County commissioners decide to “do-over” hearing on $900,000 Op Fund grant to crush 33 homes
On February 28th the Clallam County Commissioners voted 3-0 in support of an Opportunity Fund grant to the Peninsula Housing Authority to be used for the destruction of 33 perfectly good homes owned by the housing authority. Now they must perform a “do-over.” Why, because the stated purpose of the grant was bogus.
It was reported the grant was to build a Boys and Girls Club. Everyone in the room knew this was bogus.
Commissioners approved the grant on the first hearing February 28th even after they were notified during the public comment session that the official notice of the grant award was bogus.
Port O Call Publisher, Dale Wilson informed commissioners that day the notice was faulty because the daily paper reported it as a grant to build a Boys and Girls Club. Where could they have gotten that idea? From the official Agenda published that day stating the same thing–the grant was for construction of a Boys and Girls Club.
Where could they have gotten that idea? From a letter written by David Alveraz, deputy prosecuting attorney, stating the grant was for the construction of a Boys and Girls Club. How could all three get it wrong without collusion?
“We’re holding this public hearing for a second time because the agenda item was noted incorrectly in the original agenda” Ozias said–as if this was the first he heard of it.
The second public hearing is scheduled for 10:30 am, April 11 at the county commission meeting. Anyone seeking to protest the use of tax money being used to destroy 33 perfectly good homes should let the commissioners know at this second hearing.
Commissioners complained of the cost of the re-do as if it was someone else fault.

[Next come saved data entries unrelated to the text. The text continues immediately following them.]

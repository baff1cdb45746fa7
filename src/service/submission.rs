use std::sync::Arc;

use chrono::NaiveDate;
use tracing::{debug, info, instrument};

use crate::error::{PayrollError, PayrollResult};
use crate::model::attendance::NewAttendance;
use crate::model::audit::AuditTable;
use crate::model::overtime::{MAX_OVERTIME_HOURS, MIN_OVERTIME_HOURS, NewOvertime};
use crate::model::reimbursement::NewReimbursement;
use crate::model::timestamp_now;
use crate::repository::{
    AttendanceStore, Database, OvertimeStore, PeriodStore, ReimbursementStore, UnitOfWork,
};
use crate::service::audit::{AuditRecorder, Mutation};
use crate::service::{Actor, conflict_as};

/// Enforces the per-claim rules for attendance, overtime and reimbursement
/// submissions. The submitting employee is always `actor.user_id`.
///
/// Rules are checked in a fixed order and the first failure is returned.
/// The existence checks are an early exit only; the unique keys on
/// `(user_id, period_id, date)` decide under concurrency.
#[derive(Clone)]
pub struct SubmissionValidator {
    db: Arc<dyn Database>,
    audit: AuditRecorder,
}

impl SubmissionValidator {
    pub fn new(db: Arc<dyn Database>, audit: AuditRecorder) -> Self {
        Self { db, audit }
    }

    #[instrument(skip(self), fields(user_id = actor.user_id, request_id = actor.request_id))]
    pub async fn submit_attendance(
        &self,
        actor: Actor,
        period_id: u64,
        date: NaiveDate,
    ) -> PayrollResult<u64> {
        let mut tx = self.db.begin().await?;

        if tx
            .get_attendance(actor.user_id, period_id, date)
            .await?
            .is_some()
        {
            return Err(PayrollError::AlreadyExists("attendance"));
        }

        let period = tx
            .get_period(period_id)
            .await?
            .ok_or(PayrollError::NotFound("period"))?;

        if !period.contains(date) {
            return Err(PayrollError::OutOfWindow {
                start: period.start_date,
                end: period.end_date,
            });
        }

        let new_attendance = NewAttendance {
            user_id: actor.user_id,
            period_id,
            date,
            created_at: timestamp_now(),
        };
        let id = tx
            .insert_attendance(&new_attendance)
            .await
            .map_err(|e| conflict_as(e, PayrollError::AlreadyExists("attendance")))?;
        let attendance = new_attendance.persisted(id);

        self.audit
            .record_mutation(
                tx.as_mut(),
                Mutation::created(AuditTable::Attendances, id, &attendance, actor)?,
            )
            .await?;
        tx.commit().await?;

        info!(attendance_id = id, "attendance submitted");
        Ok(id)
    }

    /// Unlike attendance, the overtime date is not checked against the
    /// period window.
    #[instrument(skip(self), fields(user_id = actor.user_id, request_id = actor.request_id))]
    pub async fn submit_overtime(
        &self,
        actor: Actor,
        period_id: u64,
        date: NaiveDate,
        hours: i32,
    ) -> PayrollResult<u64> {
        let mut tx = self.db.begin().await?;

        if tx
            .get_attendance(actor.user_id, period_id, date)
            .await?
            .is_none()
        {
            debug!("overtime rejected, no attendance for the day");
            return Err(PayrollError::PrerequisiteMissing);
        }

        if tx
            .get_overtime(actor.user_id, period_id, date)
            .await?
            .is_some()
        {
            return Err(PayrollError::AlreadyExists("overtime"));
        }

        if tx.get_period(period_id).await?.is_none() {
            return Err(PayrollError::NotFound("period"));
        }

        if !(MIN_OVERTIME_HOURS..=MAX_OVERTIME_HOURS).contains(&hours) {
            return Err(PayrollError::Validation(format!(
                "hours must be between {MIN_OVERTIME_HOURS} and {MAX_OVERTIME_HOURS}"
            )));
        }

        let new_overtime = NewOvertime {
            user_id: actor.user_id,
            period_id,
            date,
            hours,
            created_at: timestamp_now(),
        };
        let id = tx
            .insert_overtime(&new_overtime)
            .await
            .map_err(|e| conflict_as(e, PayrollError::AlreadyExists("overtime")))?;
        let overtime = new_overtime.persisted(id);

        self.audit
            .record_mutation(
                tx.as_mut(),
                Mutation::created(AuditTable::Overtimes, id, &overtime, actor)?,
            )
            .await?;
        tx.commit().await?;

        info!(overtime_id = id, hours, "overtime submitted");
        Ok(id)
    }

    #[instrument(skip(self, description), fields(user_id = actor.user_id, request_id = actor.request_id))]
    pub async fn submit_reimbursement(
        &self,
        actor: Actor,
        period_id: u64,
        amount: i64,
        description: String,
    ) -> PayrollResult<u64> {
        let mut tx = self.db.begin().await?;

        if tx.get_period(period_id).await?.is_none() {
            return Err(PayrollError::NotFound("period"));
        }

        if amount <= 0 {
            return Err(PayrollError::Validation(
                "amount must be greater than 0".to_string(),
            ));
        }

        let new_reimbursement = NewReimbursement {
            user_id: actor.user_id,
            period_id,
            amount,
            description,
            created_at: timestamp_now(),
        };
        let id = tx.insert_reimbursement(&new_reimbursement).await?;
        let reimbursement = new_reimbursement.persisted(id);

        self.audit
            .record_mutation(
                tx.as_mut(),
                Mutation::created(AuditTable::Reimbursements, id, &reimbursement, actor)?,
            )
            .await?;
        tx.commit().await?;

        info!(reimbursement_id = id, amount, "reimbursement submitted");
        Ok(id)
    }
}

Commissioners were duly notified of the error before they voted 3-0 to approve the grant.
It seems the Peninsula Housing Authority was a bit squeamish about the public realizing they wanted to use the proceeds of the nearly one million dollar grant of taxpayer money to crush 33 perfectly good homes and haul them to the already over-burdened landfill.
Democrat Norma Turner, self-proclaimed “progressive,” spoke at the hearing in support of the grant to crush 33 perfectly good homes.
Peninsula Housing Authority was the subject of a recent news story on KING-5 News out of Seattle. Millions of people learned from KING-5 that the PHA conned its clients out of $25,000 in a tool-rental scam attendant to a program where low-income families build their own homes with the assistance of the PHA. Federal grant funds supplied the tools loaned for the program but PHA was double-dipping by also charging their clients a tool-rental fee.
Strangely this story, seen by 2,000,000 people in Seattle, has not been reported by local media except Port O Call News.
Port O Call has, for six months, attempted to get the Peninsula Housing Authority to put a price on these homes so people who have their own lot can move the homes and re-purpose them. Port Angeles has a chronic need for affordable housing. Thus far PHA has been reticent to put a price on the homes or publish a time-frame for when the homes will be crushed.
Port O Call recommends the PHA leave the homes in place and find another location for their 66 new homes.
More on that topic:
You might want to consider the highlighted portions of the RCW, CCC, and CC Policies copied below.
Absent a contract with the Housing Authority that obligates the Housing Authority to build a “structure” as a part of this project, I can’t see how this project can possibly be allowed under these controlling laws and regulations.
Razing buildings does not CLEARLY result in a completed structure; it does not CLEARLY result in a capital improvement, and I doubt if you will CLEARLY find the razing in an approved overall economic development plan.
A casual observer might conclude that the original notice was written as it was to make it appear as though the project qualified for OF funds.
Sales and use tax for public facilities in rural counties.
(1) The legislative authority of a rural county may impose a sales and use tax in accordance with the terms of this chapter. The tax is in addition to other taxes authorized by law and must be collected from those persons who are taxable by the state under chapters 82.08 and 82.12 RCW upon the occurrence of any taxable event within the county. The rate of tax may not exceed 0.09 percent of the selling price in the case of a sales tax or value of the article used in the case of a use tax, except that for rural counties with population densities between sixty and one hundred persons per square mile, the rate shall not exceed 0.04 percent before January 1, 2000.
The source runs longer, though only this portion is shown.